Sat | Jul 4, 2026

GUEST EDITORIAL - Set goals, chart our courses

Published:Monday | January 20, 2014 | 12:00 AM

The scourge of Jamaica has been the indiscipline of parents who do not nurture their children, of politicians with fiscal irresponsibility, of the business community which circumvents taxes, of policemen who accept bribes, and many other sectors.

We have to set our goals, chart our course, and plan our future. If in Africa it took a village to raise a child, and this was destroyed by slavery in Jamaica, maybe we need mentors across the island to help in resolving conflict and counselling families.

We need discipline and paths to life taught in kindergarten, primary and preparatory schools, and we certainly need to address the problems of praedial larceny, destruction of our environment, and crime and violence.

We could start with first offenders in a number of areas by giving them suspended sentences which are added to their second offence. This warning should be applicable to fishermen who flout the law in marine parks, praedial thieves, and other minor offenders. Such a strategy may discourage a lifestyle of crime.

We should also look at hotspots in Jamaica, as very often there is a leader who corrupts a community, a gang that disrupts an area, or an attitude of the citizens in a particular community.

It is a fact that without murder being a constant headline, the positive effects on Jamaica would be dramatic. We have tried and tried, from Gun Court to special police squads, to importing foreign police experts - all to no avail.
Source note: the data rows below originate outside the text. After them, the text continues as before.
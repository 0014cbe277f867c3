//! Test utilities for handler testing with the fixture dataset.

use std::path::PathBuf;
use std::sync::OnceLock;

use flightpath_lib::RoutingConfig;

use crate::state::AppState;

/// Path to the OpenFlights-format fixture directory.
pub const TEST_FIXTURE_DIR: &str =
    concat!(env!("CARGO_MANIFEST_DIR"), "/../../docs/fixtures/openflights");

static TEST_STATE: OnceLock<AppState> = OnceLock::new();

/// Shared state loaded from the fixture dataset with default routing
/// settings. Loaded once per test binary.
///
/// # Panics
///
/// Panics if the fixture cannot be loaded.
pub fn test_state() -> AppState {
    TEST_STATE
        .get_or_init(|| state_with_config(RoutingConfig::default()))
        .clone()
}

/// Fresh state loaded from the fixture dataset with custom settings.
pub fn state_with_config(config: RoutingConfig) -> AppState {
    let path = fixture_dir();
    AppState::load(Some(&path), config)
        .unwrap_or_else(|e| panic!("failed to load test fixture from {:?}: {}", path, e))
}

pub fn fixture_dir() -> PathBuf {
    PathBuf::from(TEST_FIXTURE_DIR)
}

/// Airport codes present in the fixture.
pub mod fixture_airports {
    /// Tallinn; has a ground hop to Haapsalu (EEHU).
    pub const TLL: &str = "TLL";
    pub const SFO: &str = "SFO";
    /// Oakland; ground hop from SFO.
    pub const OAK: &str = "OAK";
    pub const HAV: &str = "HAV";
    /// Tartu; only reachable from Havana with four flights.
    pub const TAY: &str = "TAY";
    pub const LHR: &str = "LHR";
    /// Svalbard; no connections to the rest of the network.
    pub const LYR: &str = "LYR";
    /// Haapsalu airfield, ICAO code only.
    pub const EEHU: &str = "EEHU";
}
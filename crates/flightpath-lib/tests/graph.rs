mod common;

use common::{fixture_graph, id};
use flightpath_lib::{build_network_graph, EdgeKind, Error, GraphBuildOptions, RoutingConfig};

#[test]
fn fixture_graph_has_expected_edge_counts() {
    let (_, graph) = fixture_graph(&RoutingConfig::default());
    assert_eq!(graph.node_count(), 29);
    assert_eq!(graph.edge_count(EdgeKind::Flight), 98);
    // Six airport pairs sit closer than 100 km, each linked in both directions.
    assert_eq!(graph.edge_count(EdgeKind::Ground), 12);
}

#[test]
fn ground_edges_link_nearby_airports_only() {
    let (network, graph) = fixture_graph(&RoutingConfig::default());
    let pairs = [
        ("TLL", "EEHU"),
        ("SFO", "OAK"),
        ("JFK", "EWR"),
        ("LHR", "STN"),
        ("LHR", "LGW"),
        ("STN", "LGW"),
    ];
    for (a, b) in pairs {
        let (a, b) = (id(&network, a), id(&network, b));
        let forward = graph.edge(a, b, EdgeKind::Ground).expect("ground edge");
        let backward = graph.edge(b, a, EdgeKind::Ground).expect("ground edge");
        assert_eq!(forward.distance, backward.distance);
        assert!(forward.distance < 100.0);
    }

    // Helsinki is just over 100 km from Tallinn.
    let (tll, hel) = (id(&network, "TLL"), id(&network, "HEL"));
    assert!(graph.edge(tll, hel, EdgeKind::Ground).is_none());
    assert!(graph.edge(tll, hel, EdgeKind::Flight).is_some());
}

#[test]
fn flight_and_ground_edges_coexist() {
    let (network, graph) = fixture_graph(&RoutingConfig::default());
    let (jfk, ewr) = (id(&network, "JFK"), id(&network, "EWR"));
    let flight = graph.edge(jfk, ewr, EdgeKind::Flight);
    let ground = graph.edge(jfk, ewr, EdgeKind::Ground).expect("ground edge");
    if let Some(flight) = flight {
        assert_eq!(flight.distance, ground.distance);
    }
    assert_eq!(
        graph
            .neighbours(jfk)
            .iter()
            .filter(|edge| edge.target == ewr && edge.kind == EdgeKind::Ground)
            .count(),
        1
    );
}

#[test]
fn edge_weights_are_never_below_great_circle_distance() {
    let (_, graph) = fixture_graph(&RoutingConfig::default());
    for node in graph.nodes() {
        let from = graph.coordinate(node).unwrap();
        for edge in graph.neighbours(node) {
            let to = graph.coordinate(edge.target).unwrap();
            assert!(edge.distance + 1e-9 >= from.distance_km(&to));
        }
    }
}

#[test]
fn neighbours_are_sorted_by_distance() {
    let (_, graph) = fixture_graph(&RoutingConfig::default());
    for node in graph.nodes() {
        let distances: Vec<f64> = graph.neighbours(node).iter().map(|e| e.distance).collect();
        assert!(distances.windows(2).all(|pair| pair[0] <= pair[1]));
    }
}

#[test]
fn wider_threshold_adds_ground_edges() {
    let config = RoutingConfig::default().with_ground_hop_threshold_km(200.0);
    let (network, graph) = fixture_graph(&config);
    let (tll, hel) = (id(&network, "TLL"), id(&network, "HEL"));
    assert!(graph.edge(tll, hel, EdgeKind::Ground).is_some());
    assert!(graph.edge_count(EdgeKind::Ground) > 12);
    assert_eq!(graph.ground_hop_threshold_km(), 200.0);
}

#[test]
fn rejects_non_positive_threshold() {
    let (network, _) = fixture_graph(&RoutingConfig::default());
    let err = build_network_graph(
        &network,
        &GraphBuildOptions {
            ground_hop_threshold_km: 0.0,
        },
    )
    .unwrap_err();
    assert!(matches!(err, Error::InvalidGroundHopThreshold { .. }));
}
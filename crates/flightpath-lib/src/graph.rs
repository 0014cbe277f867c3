use std::cmp::Ordering;
use std::collections::HashMap;
use std::sync::Arc;

use serde::Serialize;
use tracing::{debug, info};

use crate::error::{Error, Result};
use crate::geo::Coordinate;
use crate::network::{Connection, Location, LocationId, Network};
use crate::spatial::ProximityIndex;

/// Default maximum surface distance for two airports to be linked by a ground hop.
pub const DEFAULT_GROUND_HOP_THRESHOLD_KM: f64 = 100.0;

/// Classification for the edge used in the routing graph.
#[derive(Debug, Clone, Copy, PartialEq, Eq, PartialOrd, Ord, Hash, Serialize)]
#[serde(rename_all = "snake_case")]
pub enum EdgeKind {
    /// Scheduled direct connection; counts against the layover cap.
    Flight,
    /// Synthetic surface transfer between nearby airports.
    Ground,
}

/// Edge within the routing graph.
#[derive(Debug, Clone, PartialEq)]
pub struct Edge {
    pub target: LocationId,
    pub kind: EdgeKind,
    pub distance: f64,
}

/// Options applied while building a routing graph.
#[derive(Debug, Clone, Copy, PartialEq)]
pub struct GraphBuildOptions {
    /// Airports strictly closer than this many kilometres get ground-hop edges.
    pub ground_hop_threshold_km: f64,
}

impl Default for GraphBuildOptions {
    fn default() -> Self {
        Self {
            ground_hop_threshold_km: DEFAULT_GROUND_HOP_THRESHOLD_KM,
        }
    }
}

/// Immutable routing graph shared by every query.
///
/// Each ordered pair of airports carries at most one flight edge and at most
/// one ground edge. Cloning is cheap; the tables live behind `Arc`.
#[derive(Debug, Clone)]
pub struct Graph {
    adjacency: Arc<HashMap<LocationId, Vec<Edge>>>,
    coordinates: Arc<HashMap<LocationId, Coordinate>>,
    ground_hop_threshold_km: f64,
}

impl Graph {
    /// Return the outgoing edges for a given airport.
    pub fn neighbours(&self, location: LocationId) -> &[Edge] {
        self.adjacency
            .get(&location)
            .map(Vec::as_slice)
            .unwrap_or(&[])
    }

    /// Whether the airport is a node of the graph.
    pub fn contains(&self, location: LocationId) -> bool {
        self.coordinates.contains_key(&location)
    }

    pub fn coordinate(&self, location: LocationId) -> Option<Coordinate> {
        self.coordinates.get(&location).copied()
    }

    pub fn node_count(&self) -> usize {
        self.coordinates.len()
    }

    /// Node identifiers in ascending order.
    pub fn nodes(&self) -> Vec<LocationId> {
        let mut nodes: Vec<LocationId> = self.coordinates.keys().copied().collect();
        nodes.sort_unstable();
        nodes
    }

    pub fn edge_count(&self, kind: EdgeKind) -> usize {
        self.adjacency
            .values()
            .flat_map(|edges| edges.iter())
            .filter(|edge| edge.kind == kind)
            .count()
    }

    /// Edge of the given kind between two airports, if present.
    pub fn edge(&self, from: LocationId, to: LocationId, kind: EdgeKind) -> Option<&Edge> {
        self.neighbours(from)
            .iter()
            .find(|edge| edge.target == to && edge.kind == kind)
    }

    /// Threshold the ground-hop edges were generated with.
    pub fn ground_hop_threshold_km(&self) -> f64 {
        self.ground_hop_threshold_km
    }
}

/// Build the routing graph for a loaded network.
pub fn build_network_graph(network: &Network, options: &GraphBuildOptions) -> Result<Graph> {
    build_graph(&network.sorted_locations(), &network.connections, options)
}

/// Build the routing graph from airports and direct connections.
///
/// One node is inserted per airport and one flight edge per connection
/// (repeated connections keep the shorter distance). Every ordered pair of
/// distinct airports closer than the threshold additionally receives a
/// ground edge weighted by the great-circle distance. Flight and ground
/// edges between the same pair coexist.
pub fn build_graph(
    locations: &[Location],
    connections: &[Connection],
    options: &GraphBuildOptions,
) -> Result<Graph> {
    let threshold = options.ground_hop_threshold_km;
    if !threshold.is_finite() || threshold <= 0.0 {
        return Err(Error::InvalidGroundHopThreshold { value: threshold });
    }
    if locations.is_empty() {
        return Err(Error::EmptyNetwork);
    }

    let mut coordinates: HashMap<LocationId, Coordinate> = HashMap::with_capacity(locations.len());
    let mut adjacency: HashMap<LocationId, Vec<Edge>> = HashMap::with_capacity(locations.len());
    for location in locations {
        if !location.coordinate.is_valid() {
            return Err(Error::InvalidCoordinate {
                id: location.id,
                latitude: location.coordinate.latitude,
                longitude: location.coordinate.longitude,
            });
        }
        if coordinates
            .insert(location.id, location.coordinate)
            .is_some()
        {
            return Err(Error::DuplicateLocation { id: location.id });
        }
        adjacency.insert(location.id, Vec::new());
    }

    for connection in connections {
        validate_connection(connection, &coordinates)?;
        if connection.source == connection.destination {
            debug!(location = connection.source, "ignoring self-loop connection");
            continue;
        }
        insert_edge(
            &mut adjacency,
            connection.source,
            Edge {
                target: connection.destination,
                kind: EdgeKind::Flight,
                distance: connection.distance,
            },
        );
    }

    let index = ProximityIndex::build(locations.iter().map(|l| (l.id, &l.coordinate)));
    for (a, b, distance) in index.pairs_within(threshold) {
        for (from, to) in [(a, b), (b, a)] {
            insert_edge(
                &mut adjacency,
                from,
                Edge {
                    target: to,
                    kind: EdgeKind::Ground,
                    distance,
                },
            );
        }
    }

    for edges in adjacency.values_mut() {
        edges.sort_by(|a, b| {
            compare_distance(a.distance, b.distance)
                .then_with(|| a.kind.cmp(&b.kind))
                .then_with(|| a.target.cmp(&b.target))
        });
    }

    let graph = Graph {
        adjacency: Arc::new(adjacency),
        coordinates: Arc::new(coordinates),
        ground_hop_threshold_km: threshold,
    };

    info!(
        nodes = graph.node_count(),
        flight_edges = graph.edge_count(EdgeKind::Flight),
        ground_edges = graph.edge_count(EdgeKind::Ground),
        ground_hop_threshold_km = threshold,
        "built route graph"
    );

    Ok(graph)
}

fn validate_connection(
    connection: &Connection,
    coordinates: &HashMap<LocationId, Coordinate>,
) -> Result<()> {
    for endpoint in [connection.source, connection.destination] {
        if !coordinates.contains_key(&endpoint) {
            return Err(Error::UnknownConnectionEndpoint {
                source_id: connection.source,
                target_id: connection.destination,
                missing: endpoint,
            });
        }
    }
    if !connection.distance.is_finite() || connection.distance < 0.0 {
        return Err(Error::InvalidConnectionDistance {
            source_id: connection.source,
            target_id: connection.destination,
            distance: connection.distance,
        });
    }
    Ok(())
}

fn insert_edge(adjacency: &mut HashMap<LocationId, Vec<Edge>>, from: LocationId, edge: Edge) {
    let entry = adjacency.entry(from).or_default();
    if let Some(existing) = entry
        .iter_mut()
        .find(|existing| existing.target == edge.target && existing.kind == edge.kind)
    {
        if edge.distance < existing.distance {
            *existing = edge;
        }
        return;
    }
    entry.push(edge);
}

fn compare_distance(a: f64, b: f64) -> Ordering {
    a.total_cmp(&b)
}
The police will sometimes say to a person complaining of a minor problem that needs the help of a lawman that he has bigger problems to deal with. But in New York, they found that if street by street they dealt with petty offenders, crime, in general, was reduced dramatically.

There is no harm in people washing car windows, but to do it when not wanted, or to get aggressive if someone doesn't want it done, is very disturbing.

So if we could all get involved in finding ways to improve our community, to care about our neighbours, to care about our environment, and, most of all, to care about our children, we could collectively make Jamaica a paradise on earth.